* **Data shown**:
use clap::Parser;
use event_synapse::plugins::{OrderPlugin, UserPlugin};
use event_synapse::prelude::*;
use std::path::PathBuf;
use tracing::{error, info};
use tracing_subscriber::{fmt, prelude::*, EnvFilter};

#[derive(Parser)]
#[command(
    author,
    version,
    about = "Run the event synapse with the bundled plugins",
    long_about = None
)]
struct Cli {
    /// Log level used when RUST_LOG is unset
    #[arg(short, long)]
    log_level: Option<String>,

    /// Only these plugins may initialize (comma separated)
    #[arg(long, value_delimiter = ',')]
    enable: Vec<String>,

    /// Plugins that are registered but never initialized (comma separated)
    #[arg(long, value_delimiter = ',')]
    disable: Vec<String>,

    /// Extra env file loaded before the process environment is read
    #[arg(long)]
    env_file: Option<PathBuf>,

    /// Initialize, announce startup, then shut down without waiting for a signal
    #[arg(long)]
    no_signals: bool,
}

fn config_from(cli: &Cli) -> Result<AppConfig> {
    let mut config = AppConfig::from_env()?;

    if let Some(level) = &cli.log_level {
        config.log_level = level.clone();
    }
    if !cli.enable.is_empty() {
        config.policy.enabled = cli.enable.clone();
    }
    if !cli.disable.is_empty() {
        config.policy.disabled = cli.disable.clone();
    }
    if cli.no_signals {
        config.enable_signal_handling = false;
    }
    Ok(config)
}

#[tokio::main]
async fn main() -> anyhow::Result<()> {
    let cli = Cli::parse();

    match &cli.env_file {
        Some(path) => {
            dotenv::from_path(path)?;
        }
        None => {
            let _ = dotenv::dotenv();
        }
    }

    let config = config_from(&cli)?;

    tracing_subscriber::registry()
        .with(
            EnvFilter::try_from_default_env()
                .unwrap_or_else(|_| EnvFilter::new(config.log_level.as_str())),
        )
        .with(fmt::layer())
        .init();

    info!(
        app = %config.name,
        environment = %config.environment,
        "{}",
        event_synapse::build_info()
    );

    let signals = config.enable_signal_handling;
    let mut app = SynapseApp::build()
        .with_config(config)
        .add_plugin(UserPlugin::new())
        .add_plugin(OrderPlugin::new())
        .build()?;

    let mut outcome = app.run().await;
    if outcome.is_ok() && !signals {
        outcome = app.shutdown().await;
    }

    if let Err(e) = &outcome {
        error!(error = %e, "Application stopped with an error");
    }
    outcome?;
    Ok(())
}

* **Action item**:
Restate the material word for word so that no line differs from the original.

* **Expected answer**:
use clap::Parser;
use event_synapse::plugins::{OrderPlugin, UserPlugin};
use event_synapse::prelude::*;
use std::path::PathBuf;
use tracing::{error, info};
use tracing_subscriber::{fmt, prelude::*, EnvFilter};

#[derive(Parser)]
#[command(
    author,
    version,
    about = "Run the event synapse with the bundled plugins",
    long_about = None
)]
struct Cli {
    /// Log level used when RUST_LOG is unset
    #[arg(short, long)]
    log_level: Option<String>,

    /// Only these plugins may initialize (comma separated)
    #[arg(long, value_delimiter = ',')]
    enable: Vec<String>,

    /// Plugins that are registered but never initialized (comma separated)
    #[arg(long, value_delimiter = ',')]
    disable: Vec<String>,

    /// Extra env file loaded before the process environment is read
    #[arg(long)]
    env_file: Option<PathBuf>,

    /// Initialize, announce startup, then shut down without waiting for a signal
    #[arg(long)]
    no_signals: bool,
}

fn config_from(cli: &Cli) -> Result<AppConfig> {
    let mut config = AppConfig::from_env()?;

    if let Some(level) = &cli.log_level {
        config.log_level = level.clone();
    }
    if !cli.enable.is_empty() {
        config.policy.enabled = cli.enable.clone();
    }
    if !cli.disable.is_empty() {
        config.policy.disabled = cli.disable.clone();
    }
    if cli.no_signals {
        config.enable_signal_handling = false;
    }
    Ok(config)
}

#[tokio::main]
async fn main() -> anyhow::Result<()> {
    let cli = Cli::parse();

    match &cli.env_file {
        Some(path) => {
            dotenv::from_path(path)?;
        }
        None => {
            let _ = dotenv::dotenv();
        }
    }

    let config = config_from(&cli)?;

    tracing_subscriber::registry()
        .with(
            EnvFilter::try_from_default_env()
                .unwrap_or_else(|_| EnvFilter::new(config.log_level.as_str())),
        )
        .with(fmt::layer())
        .init();

    info!(
        app = %config.name,
        environment = %config.environment,
        "{}",
        event_synapse::build_info()
    );

    let signals = config.enable_signal_handling;
    let mut app = SynapseApp::build()
        .with_config(config)
        .add_plugin(UserPlugin::new())
        .add_plugin(OrderPlugin::new())
        .build()?;

    let mut outcome = app.run().await;
    if outcome.is_ok() && !signals {
        outcome = app.shutdown().await;
    }

    if let Err(e) = &outcome {
        error!(error = %e, "Application stopped with an error");
    }
    outcome?;
    Ok(())
}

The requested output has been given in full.